Local Liberal MP Tim Smith who is the local shadow (read right wing Liberal) Minister for Education, came out with a somewhat Betsy DeVoss explainer that the Left are leaving an indelible mark on our children by causing them to think of their impact on the future rather than in his view, that they should be taught our cultural place in history.
So who is right? While I agree in part of Smith’s view, he seems to limit it to Australia’s short term history, the part where the rich white men with their slightly less than white, left wing convict laborers came in and took charge of the place and started to shape it in their own fashion in complete disregard of the local inhabitants. If we are to look at our cultural history, I am a fervent believer that it should encompass the fifty odd thousand years that man has lived on this fair continent and not just the last, although important, two hundred years.

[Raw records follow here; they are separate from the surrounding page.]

// Re-export commonly used types
pub use bus::{EventBus, EventKind, Fault, LifecycleEvent, Subscription};
pub use chain::{
    ChainReader, ExecutionStatus, Signature, SignatureCollector, TransactionSubmitter,
};
pub use config::{Chain, LifecycleConfig};
pub use conflicts::{group_by_nonce, ConflictGroup, PendingPool, PendingTransaction, TxStatus};
pub use error::{EventError, FailureKind, LifecycleError, Result};
pub use monitor::{MonitorOptions, MonitorResult, TransactionMonitor};
pub use planner::{plan, MutationOperation};
pub use recovery::{
    recovery_queue_state, ItemState, RecoveryAction, RecoveryModule, RecoveryOutcome,
    RecoveryQueueItem, RecoveryQueueMachine, RecoveryState, Resolution,
};
pub use retry::RetryStrategy;
pub use telemetry::{ReportOnce, TelemetryEvent};
pub use transaction::{EncodedTransaction, RecoveryCall, TransactionManager, TxData};
pub use types::{Account, AccountRef, Address, OwnerSet, SafeTxHash};

use chrono::Utc;
use std::cell::RefCell;
use std::collections::HashMap;
use std::rc::Rc;
use std::sync::Arc;
use tracing::{debug, info, warn};

/// Result of driving a transaction to finality
#[derive(Debug, Clone, PartialEq, Eq)]
pub struct Execution {
    /// Bus subject of the transaction
    pub subject: SafeTxHash,
    /// Identifier returned by the submitter
    pub receipt: SafeTxHash,
    /// Final status, or `Timeout` if tracking stopped first
    pub result: MonitorResult,
}

/// Lifecycle core for one account.
///
/// Combines the planner, pending pool, recovery machine and event bus with the
/// chain reader, submitter and signature collector. The account cache has a
/// single writer: [`SafeLifecycle::refresh`] fills it, a successful execution
/// clears it.
pub struct SafeLifecycle<R, S, C> {
    /// Configuration
    config: Arc<LifecycleConfig>,
    /// Chain reader
    reader: R,
    /// Transaction manager
    manager: TransactionManager<S, C>,
    /// Transaction monitor
    monitor: TransactionMonitor<S>,
    /// Opt-in retry for reads
    retry: RetryStrategy,
    /// Event bus
    bus: EventBus,
    /// Pending account transactions
    pool: PendingPool,
    /// Recovery queues, fed by the bus
    recovery: Rc<RefCell<RecoveryQueueMachine>>,
    subscriptions: Vec<Subscription>,
    /// Cached account state
    account: Option<Account>,
    /// Encoded account transactions by hash
    transactions: HashMap<SafeTxHash, EncodedTransaction>,
    telemetry: ReportOnce,
}
//! Configuration for the lifecycle core.
//!
//! This module provides the account being managed, chain presets and the
//! polling and retry settings used by the I/O flows.

use crate::error::{LifecycleError, Result};
use crate::types::{AccountRef, Address};
use serde::{Deserialize, Serialize};

/// Chain enumeration
#[derive(Debug, Clone, Copy, PartialEq, Eq, Serialize, Deserialize)]
pub enum Chain {
    /// Ethereum mainnet
    Mainnet,
    /// Sepolia testnet
    Sepolia,
    /// Gnosis chain
    Gnosis,
    /// Custom chain with a user-defined id
    Custom,
}

impl Chain {
    /// Default chain id, `0` for custom chains
    pub fn default_chain_id(&self) -> u64 {
        match self {
            Chain::Mainnet => 1,
            Chain::Sepolia => 11_155_111,
            Chain::Gnosis => 100,
            Chain::Custom => 0,
        }
    }

    /// Default finality polling interval, roughly one block
    pub fn default_poll_interval_ms(&self) -> u64 {
        match self {
            Chain::Mainnet | Chain::Sepolia => 12_000,
            Chain::Gnosis => 5_000,
            Chain::Custom => 1_000,
        }
    }
}

/// Configuration for one managed account
#[derive(Debug, Clone, PartialEq, Serialize, Deserialize)]
pub struct LifecycleConfig {
    /// Chain preset
    pub chain: Chain,

    /// Chain id
    pub chain_id: u64,

    /// Account address
    pub account: Address,

    /// Maximum number of retries for opt-in retried reads
    pub max_retries: usize,

    /// Initial retry delay (in milliseconds)
    pub retry_initial_delay_ms: u64,

    /// Maximum retry delay (in milliseconds)
    pub retry_max_delay_ms: u64,

    /// Retry backoff multiplier
    pub retry_multiplier: f64,

    /// Transaction polling interval (in milliseconds)
    pub tx_poll_interval_ms: u64,

    /// Transaction timeout (in seconds)
    pub tx_timeout_secs: u64,
}

impl LifecycleConfig {
    /// Create a new configuration for the specified chain
    pub fn new(chain: Chain, account: Address) -> Self {
        Self {
            chain,
            chain_id: chain.default_chain_id(),
            account,
            max_retries: 3,
            retry_initial_delay_ms: 100,
            retry_max_delay_ms: 5000,
            retry_multiplier: 2.0,
            tx_poll_interval_ms: chain.default_poll_interval_ms(),
            tx_timeout_secs: 300,
        }
    }

    /// Create configuration for mainnet
    pub fn mainnet(account: Address) -> Self {
        Self::new(Chain::Mainnet, account)
    }

    /// Create configuration for Sepolia
    pub fn sepolia(account: Address) -> Self {
        Self::new(Chain::Sepolia, account)
    }

    /// Create configuration for Gnosis chain
    pub fn gnosis(account: Address) -> Self {
        Self::new(Chain::Gnosis, account)
    }

    /// Create a custom chain configuration
    pub fn custom(chain_id: u64, account: Address) -> Result<Self> {
        if chain_id == 0 {
            return Err(LifecycleError::ConfigError(
                "Chain id cannot be zero".to_string(),
            ));
        }

        let mut config = Self::new(Chain::Custom, account);
        config.chain_id = chain_id;
        Ok(config)
    }

    /// Parse a JSON configuration and validate it
    pub fn from_json(json: &str) -> Result<Self> {
        let config: Self = serde_json::from_str(json)?;
        config.validate()?;
        Ok(config)
    }

    /// Set maximum retries
    pub fn with_max_retries(mut self, max_retries: usize) -> Self {
        self.max_retries = max_retries;
        self
    }

    /// Set retry delays
    pub fn with_retry_config(
        mut self,
        initial_delay_ms: u64,
        max_delay_ms: u64,
        multiplier: f64,
    ) -> Self {
        self.retry_initial_delay_ms = initial_delay_ms;
        self.retry_max_delay_ms = max_delay_ms;
        self.retry_multiplier = multiplier;
        self
    }

    /// Set transaction polling configuration
    pub fn with_tx_config(mut self, poll_interval_ms: u64, timeout_secs: u64) -> Self {
        self.tx_poll_interval_ms = poll_interval_ms;
        self.tx_timeout_secs = timeout_secs;
        self
    }

    /// Reference to the managed account
    pub fn account_ref(&self) -> AccountRef {
        AccountRef::new(self.chain_id, self.account.clone())
    }

    /// Validate the configuration
    pub fn validate(&self) -> Result<()> {
        if self.chain_id == 0 {
            return Err(LifecycleError::ConfigError(
                "Chain id cannot be zero".to_string(),
            ));
        }
        if self.max_retries == 0 {
            return Err(LifecycleError::ConfigError(
                "Max retries must be greater than 0".to_string(),
            ));
        }
        if self.retry_initial_delay_ms == 0 {
            return Err(LifecycleError::ConfigError(
                "Retry initial delay must be greater than 0".to_string(),
            ));
        }
        if self.retry_max_delay_ms < self.retry_initial_delay_ms {
            return Err(LifecycleError::ConfigError(
                "Retry max delay must not be below the initial delay".to_string(),
            ));
        }
        if self.retry_multiplier <= 1.0 {
            return Err(LifecycleError::ConfigError(
                "Retry multiplier must be greater than 1.0".to_string(),
            ));
        }
        if self.tx_poll_interval_ms == 0 {
            return Err(LifecycleError::ConfigError(
                "Transaction poll interval must be greater than 0".to_string(),
            ));
        }
        if self.tx_timeout_secs == 0 {
            return Err(LifecycleError::ConfigError(
                "Transaction timeout must be greater than 0".to_string(),
            ));
        }

        Ok(())
    }
}
//! Transaction encoding and submission.
//!
//! This module turns planned owner mutations and recovery actions into
//! [`EncodedTransaction`]s and drives them through the signature collector and
//! transaction submitter, publishing every step on the event bus.

use crate::bus::{EventBus, LifecycleEvent};
use crate::chain::{Signature, SignatureCollector, TransactionSubmitter};
use crate::conflicts::PendingTransaction;
use crate::error::{EventError, LifecycleError, Result};
use crate::planner::MutationOperation;
use crate::recovery::RecoveryAction;
use crate::types::{Address, SafeTxHash};
use chrono::Utc;
use serde::{Deserialize, Serialize};
use std::rc::Rc;
use tracing::{debug, info, warn};

/// Call into a recovery module
#[derive(Debug, Clone, PartialEq, Eq, Serialize, Deserialize)]
#[serde(tag = "method", rename_all = "camelCase")]
pub enum RecoveryCall {
    /// Guardian queues an owner/threshold change
    Propose {
        /// Mutation applied when the item executes
        args: Vec<MutationOperation>,
    },
    /// Anyone executes the head item once its cool-down has passed
    ExecuteNext {
        /// Mutation of the head item
        args: Vec<MutationOperation>,
    },
    /// Account moves the module's queue nonce, dropping items below it
    SetQueueNonce {
        /// New queue nonce
        queue_nonce: u64,
    },
}

/// Call data of an encoded transaction
#[derive(Debug, Clone, PartialEq, Eq, Serialize, Deserialize)]
#[serde(tag = "type", content = "call", rename_all = "camelCase")]
pub enum TxData {
    /// One owner-registry primitive
    OwnerMutation(MutationOperation),
    /// Several primitives batched in plan order
    MultiSend(Vec<MutationOperation>),
    /// Recovery module call
    Recovery(RecoveryCall),
}

/// A transaction ready for hashing, signing and submission
#[derive(Debug, Clone, PartialEq, Eq, Serialize, Deserialize)]
pub struct EncodedTransaction {
    /// Call target
    pub to: Address,
    /// Account nonce for transactions executed by the account; `None` for
    /// direct module calls
    pub nonce: Option<u64>,
    /// Call data
    pub data: TxData,
}

impl EncodedTransaction {
    /// Encode a plan as an account transaction calling itself
    pub fn owner_mutation(
        account: &Address,
        nonce: u64,
        mut operations: Vec<MutationOperation>,
    ) -> Result<Self> {
        let data = match operations.len() {
            0 => {
                return Err(LifecycleError::InvalidTarget(
                    "Target equals current owners and threshold".to_string(),
                ))
            }
            1 => TxData::OwnerMutation(operations.remove(0)),
            _ => TxData::MultiSend(operations),
        };

        Ok(Self {
            to: account.clone(),
            nonce: Some(nonce),
            data,
        })
    }

    /// Guardian call queueing a recovery
    pub fn recovery_proposal(module: &Address, args: Vec<MutationOperation>) -> Self {
        Self {
            to: module.clone(),
            nonce: None,
            data: TxData::Recovery(RecoveryCall::Propose { args }),
        }
    }

    /// Call executing the module's head item
    pub fn recovery_execution(module: &Address, args: Vec<MutationOperation>) -> Self {
        Self {
            to: module.clone(),
            nonce: None,
            data: TxData::Recovery(RecoveryCall::ExecuteNext { args }),
        }
    }

    /// Account transaction moving a module's queue nonce (skip or cancel)
    pub fn set_queue_nonce(module: &Address, account_nonce: u64, queue_nonce: u64) -> Self {
        Self {
            to: module.clone(),
            nonce: Some(account_nonce),
            data: TxData::Recovery(RecoveryCall::SetQueueNonce { queue_nonce }),
        }
    }

    /// Encode a queue transition.
    ///
    /// Skip and cancel move the queue nonce past the head and are executed by
    /// the account at `account_nonce`; execute calls the module directly.
    pub fn recovery_action(action: &RecoveryAction, account_nonce: u64) -> Self {
        match action {
            RecoveryAction::Skip {
                module,
                queue_nonce,
            }
            | RecoveryAction::Cancel {
                module,
                queue_nonce,
            } => Self::set_queue_nonce(module, account_nonce, queue_nonce + 1),
            RecoveryAction::Execute { module, args, .. } => {
                Self::recovery_execution(module, args.clone())
            }
        }
    }

    /// Whether the account itself executes this transaction
    pub fn is_account_transaction(&self) -> bool {
        self.nonce.is_some()
    }

    /// JSON encoding handed to submitters
    pub fn to_json(&self) -> Result<String> {
        Ok(serde_json::to_string(self)?)
    }
}

/// Drives transactions through signing and submission
pub struct TransactionManager<S, C> {
    /// Transaction submitter, shared with the monitor
    submitter: Rc<S>,
    /// Signature collector
    collector: C,
    /// Bus receiving lifecycle events
    bus: EventBus,
}

impl<S, C> TransactionManager<S, C>
where
    S: TransactionSubmitter,
    C: SignatureCollector,
{
    /// Create a new transaction manager
    pub fn new(submitter: Rc<S>, collector: C, bus: EventBus) -> Self {
        Self {
            submitter,
            collector,
            bus,
        }
    }

    /// Transaction submitter
    pub fn submitter(&self) -> &Rc<S> {
        &self.submitter
    }

    /// Hash identifying `transaction`
    pub fn transaction_hash(&self, transaction: &EncodedTransaction) -> Result<SafeTxHash> {
        self.collector.transaction_hash(transaction)
    }

    fn fail(&self, subject: &SafeTxHash, error: LifecycleError) -> LifecycleError {
        let payload = EventError::from(&error);
        let event = match &error {
            LifecycleError::Reverted { .. } => LifecycleEvent::Reverted {
                subject: subject.clone(),
                error: payload,
            },
            _ => LifecycleEvent::Failed {
                subject: subject.clone(),
                error: payload,
            },
        };
        self.bus.publish(event);
        error
    }

    /// Propose an account transaction with the connected owner's signature
    pub async fn propose(
        &self,
        transaction: &EncodedTransaction,
        confirmations_required: usize,
    ) -> Result<PendingTransaction> {
        let nonce = transaction.nonce.ok_or_else(|| {
            LifecycleError::InvalidTarget("Only account transactions can be proposed".to_string())
        })?;
        let hash = self.transaction_hash(transaction)?;
        info!("Proposing {} at nonce {}", hash, nonce);

        let signature = match self.collector.sign(&hash).await {
            Ok(signature) => signature,
            Err(error) => return Err(self.fail(&hash, error)),
        };

        let mut pending =
            PendingTransaction::new(nonce, hash.clone(), Utc::now(), confirmations_required);
        pending.add_confirmation(signature.signer);

        self.bus.publish(LifecycleEvent::Propose { subject: hash });
        Ok(pending)
    }

    /// Add the connected owner's signature to a proposed transaction
    pub async fn confirm(&self, hash: &SafeTxHash) -> Result<Signature> {
        debug!("Collecting signature for {}", hash);

        let signature = match self.collector.sign(hash).await {
            Ok(signature) => signature,
            Err(error) => return Err(self.fail(hash, error)),
        };

        self.bus.publish(LifecycleEvent::ConfirmPropose {
            subject: hash.clone(),
            signer: signature.signer.clone(),
        });
        Ok(signature)
    }

    /// Submit `transaction` for execution under `subject`.
    ///
    /// Publishes `Processing` first; a submitter error is published as
    /// `Failed` (or `Reverted`) and returned unchanged.
    pub async fn submit(
        &self,
        subject: &SafeTxHash,
        transaction: &EncodedTransaction,
    ) -> Result<SafeTxHash> {
        info!("Submitting {} to {}", subject, transaction.to);
        self.bus.publish(LifecycleEvent::Processing {
            subject: subject.clone(),
        });

        match self.submitter.submit(transaction).await {
            Ok(receipt) => {
                debug!("{} accepted as {}", subject, receipt);
                Ok(receipt)
            }
            Err(error) => {
                warn!("Submission of {} failed: {}", subject, error);
                Err(self.fail(subject, error))
            }
        }
    }
}

#[cfg(test)]
mod tests {
    use super::*;
    use crate::types::addr;

    fn swap() -> MutationOperation {
        MutationOperation::Swap {
            prev_owner: Address::sentinel(),
            old: addr(1),
            new: addr(2),
        }
    }

    #[test]
    fn test_single_operation_is_direct_call() {
        let tx = EncodedTransaction::owner_mutation(&addr(9), 3, vec![swap()]).unwrap();
        assert_eq!(tx.to, addr(9));
        assert_eq!(tx.nonce, Some(3));
        assert_eq!(tx.data, TxData::OwnerMutation(swap()));
        assert!(tx.is_account_transaction());
    }

    #[test]
    fn test_multiple_operations_are_batched() {
        let ops = vec![swap(), MutationOperation::ChangeThreshold { threshold: 2 }];
        let tx = EncodedTransaction::owner_mutation(&addr(9), 0, ops.clone()).unwrap();
        assert_eq!(tx.data, TxData::MultiSend(ops));
    }

    #[test]
    fn test_empty_plan_rejected() {
        assert!(matches!(
            EncodedTransaction::owner_mutation(&addr(9), 0, vec![]),
            Err(LifecycleError::InvalidTarget(_))
        ));
    }

    #[test]
    fn test_recovery_calls() {
        let propose = EncodedTransaction::recovery_proposal(&addr(5), vec![swap()]);
        assert!(!propose.is_account_transaction());

        let skip = EncodedTransaction::set_queue_nonce(&addr(5), 12, 3);
        assert_eq!(skip.nonce, Some(12));
        assert_eq!(
            skip.data,
            TxData::Recovery(RecoveryCall::SetQueueNonce { queue_nonce: 3 })
        );
    }

    #[test]
    fn test_recovery_action_encoding() {
        let skip = RecoveryAction::Skip {
            module: addr(5),
            queue_nonce: 4,
        };
        let tx = EncodedTransaction::recovery_action(&skip, 9);
        assert_eq!(tx.nonce, Some(9));
        assert_eq!(
            tx.data,
            TxData::Recovery(RecoveryCall::SetQueueNonce { queue_nonce: 5 })
        );

        let execute = RecoveryAction::Execute {
            module: addr(5),
            queue_nonce: 4,
            args: vec![swap()],
        };
        let tx = EncodedTransaction::recovery_action(&execute, 9);
        assert!(!tx.is_account_transaction());
        assert_eq!(
            tx.data,
            TxData::Recovery(RecoveryCall::ExecuteNext { args: vec![swap()] })
        );
    }

    #[test]
    fn test_json_encoding() {
        let tx = EncodedTransaction::set_queue_nonce(&addr(5), 1, 2);
        let json: serde_json::Value = serde_json::from_str(&tx.to_json().unwrap()).unwrap();
        assert_eq!(json["nonce"], 1);
        assert_eq!(json["data"]["type"], "recovery");
        assert_eq!(json["data"]["call"]["method"], "setQueueNonce");
        assert_eq!(json["data"]["call"]["queue_nonce"], 2);
    }
}
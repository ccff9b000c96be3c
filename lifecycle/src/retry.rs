//! Opt-in retry helper for collaborator calls.
//!
//! The core never retries on its own; it only classifies errors. Callers that
//! want to retry transient chain-reader failures wrap the call in a
//! [`RetryStrategy`], which applies exponential backoff to `NetworkError`s.

use crate::config::LifecycleConfig;
use crate::error::{LifecycleError, Result, RetryContext};
use backoff::{backoff::Backoff, ExponentialBackoff, ExponentialBackoffBuilder};
use std::future::Future;
use std::time::Duration;
use tracing::{debug, warn};

/// Retry strategy configuration
#[derive(Debug, Clone)]
pub struct RetryStrategy {
    /// Maximum number of retries
    pub max_retries: usize,
    /// Initial retry delay
    pub initial_delay: Duration,
    /// Maximum retry delay
    pub max_delay: Duration,
    /// Backoff multiplier
    pub multiplier: f64,
}

impl RetryStrategy {
    /// Create a retry strategy from lifecycle config
    pub fn from_config(config: &LifecycleConfig) -> Self {
        Self {
            max_retries: config.max_retries,
            initial_delay: Duration::from_millis(config.retry_initial_delay_ms),
            max_delay: Duration::from_millis(config.retry_max_delay_ms),
            multiplier: config.retry_multiplier,
        }
    }

    fn create_backoff(&self) -> ExponentialBackoff {
        ExponentialBackoffBuilder::new()
            .with_initial_interval(self.initial_delay)
            .with_max_interval(self.max_delay)
            .with_multiplier(self.multiplier)
            .with_max_elapsed_time(None)
            .build()
    }

    /// Check if an error is retryable
    pub fn is_retryable(error: &LifecycleError) -> bool {
        error.is_retryable()
    }

    /// Execute an operation, retrying transient network errors
    pub async fn retry<F, Fut, T>(&self, operation: F) -> Result<T>
    where
        F: Fn() -> Fut,
        Fut: Future<Output = Result<T>>,
    {
        self.retry_with_predicate(operation, Self::is_retryable)
            .await
    }

    /// Execute an operation with a custom retry predicate
    pub async fn retry_with_predicate<F, Fut, T, P>(
        &self,
        operation: F,
        should_retry: P,
    ) -> Result<T>
    where
        F: Fn() -> Fut,
        Fut: Future<Output = Result<T>>,
        P: Fn(&LifecycleError) -> bool,
    {
        let mut backoff = self.create_backoff();
        let mut retry_ctx = RetryContext::new();

        loop {
            debug!(
                "Attempt {} of {}",
                retry_ctx.attempts + 1,
                self.max_retries + 1
            );

            let error = match operation().await {
                Ok(result) => {
                    if retry_ctx.attempts > 0 {
                        debug!(
                            "Operation succeeded after {} retries ({}ms waited)",
                            retry_ctx.attempts, retry_ctx.total_time_ms
                        );
                    }
                    return Ok(result);
                }
                Err(error) => error,
            };

            if !should_retry(&error) {
                warn!("Non-retryable error: {:?}", error);
                return Err(error);
            }

            if retry_ctx.attempts >= self.max_retries {
                warn!(
                    "Max retries ({}) exceeded. Last error: {:?}",
                    self.max_retries, error
                );
                return Err(LifecycleError::MaxRetriesExceeded(self.max_retries));
            }

            let Some(delay) = backoff.next_backoff() else {
                warn!("Backoff exhausted");
                return Err(LifecycleError::MaxRetriesExceeded(self.max_retries));
            };

            retry_ctx.record_attempt(&error.to_string(), delay.as_millis() as u64);
            warn!(
                "Attempt {} failed: {}. Retrying in {:?}",
                retry_ctx.attempts, error, delay
            );

            tokio::time::sleep(delay).await;
        }
    }
}

#[cfg(test)]
mod tests {
    use super::*;
    use crate::types::addr;
    use std::cell::{Cell, RefCell};
    use test_case::test_case;

    fn fast_strategy(max_retries: usize) -> RetryStrategy {
        RetryStrategy {
            max_retries,
            initial_delay: Duration::from_millis(5),
            max_delay: Duration::from_millis(20),
            multiplier: 2.0,
        }
    }

    #[test]
    fn test_retry_strategy_from_config() {
        let config = LifecycleConfig::mainnet(addr(1));
        let strategy = RetryStrategy::from_config(&config);
        assert_eq!(strategy.max_retries, config.max_retries);
        assert_eq!(
            strategy.initial_delay,
            Duration::from_millis(config.retry_initial_delay_ms)
        );
    }

    #[tokio::test]
    async fn test_retry_success_after_network_errors() {
        let calls = Cell::new(0);

        let result = fast_strategy(3)
            .retry(|| async {
                calls.set(calls.get() + 1);
                if calls.get() < 3 {
                    Err(LifecycleError::NetworkError("reset".to_string()))
                } else {
                    Ok(42)
                }
            })
            .await;

        assert_eq!(result.unwrap(), 42);
        assert_eq!(calls.get(), 3);
    }

    #[tokio::test]
    async fn test_retry_max_retries_exceeded() {
        let calls = Cell::new(0);

        let result: Result<()> = fast_strategy(2)
            .retry(|| async {
                calls.set(calls.get() + 1);
                Err(LifecycleError::NetworkError("down".to_string()))
            })
            .await;

        assert!(matches!(result, Err(LifecycleError::MaxRetriesExceeded(2))));
        assert_eq!(calls.get(), 3); // Initial + 2 retries
    }

    #[test_case(LifecycleError::NotFound("account".to_string()) ; "not found")]
    #[test_case(LifecycleError::UserRejected("declined".to_string()) ; "user rejected")]
    #[test_case(LifecycleError::InvalidTarget("threshold".to_string()) ; "invalid target")]
    fn test_non_retryable_error_returned_immediately(error: LifecycleError) {
        let calls = Cell::new(0);
        let error = RefCell::new(Some(error));

        let result: Result<()> = tokio_test::block_on(fast_strategy(3).retry(|| async {
            calls.set(calls.get() + 1);
            Err(error
                .borrow_mut()
                .take()
                .unwrap_or_else(|| LifecycleError::NetworkError("retried".to_string())))
        }));

        assert!(result.is_err());
        assert!(!matches!(result, Err(LifecycleError::MaxRetriesExceeded(_))));
        assert_eq!(calls.get(), 1);
    }
}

Apart from that, it is difficult to glean a cogent argument from Smith’s discourse other than elitism. My own recollections of English classes was an emphasis on Clear Thinking, a rather simple task as I recall and one of the lessons I took away from my youth. Perhaps his view is aligned with his seemingly more recent exclusive public school education that may have had a stronger emphasis on limited cultural values pertaining to the elite rather than the amorphous balance of cultures and views that is representative of the wider community.
His penultimate paragraph however seems to dismiss all of his earlier postulating where he finally suggests our schools should “.. focus on equipping our school leavers with the skills to think critically for themselves and make up their own minds about our most pressing political, social and economic issues.”
I believe that is what they are proposing to do and instilling antiquated historical values does not necessarily figure a large part of that.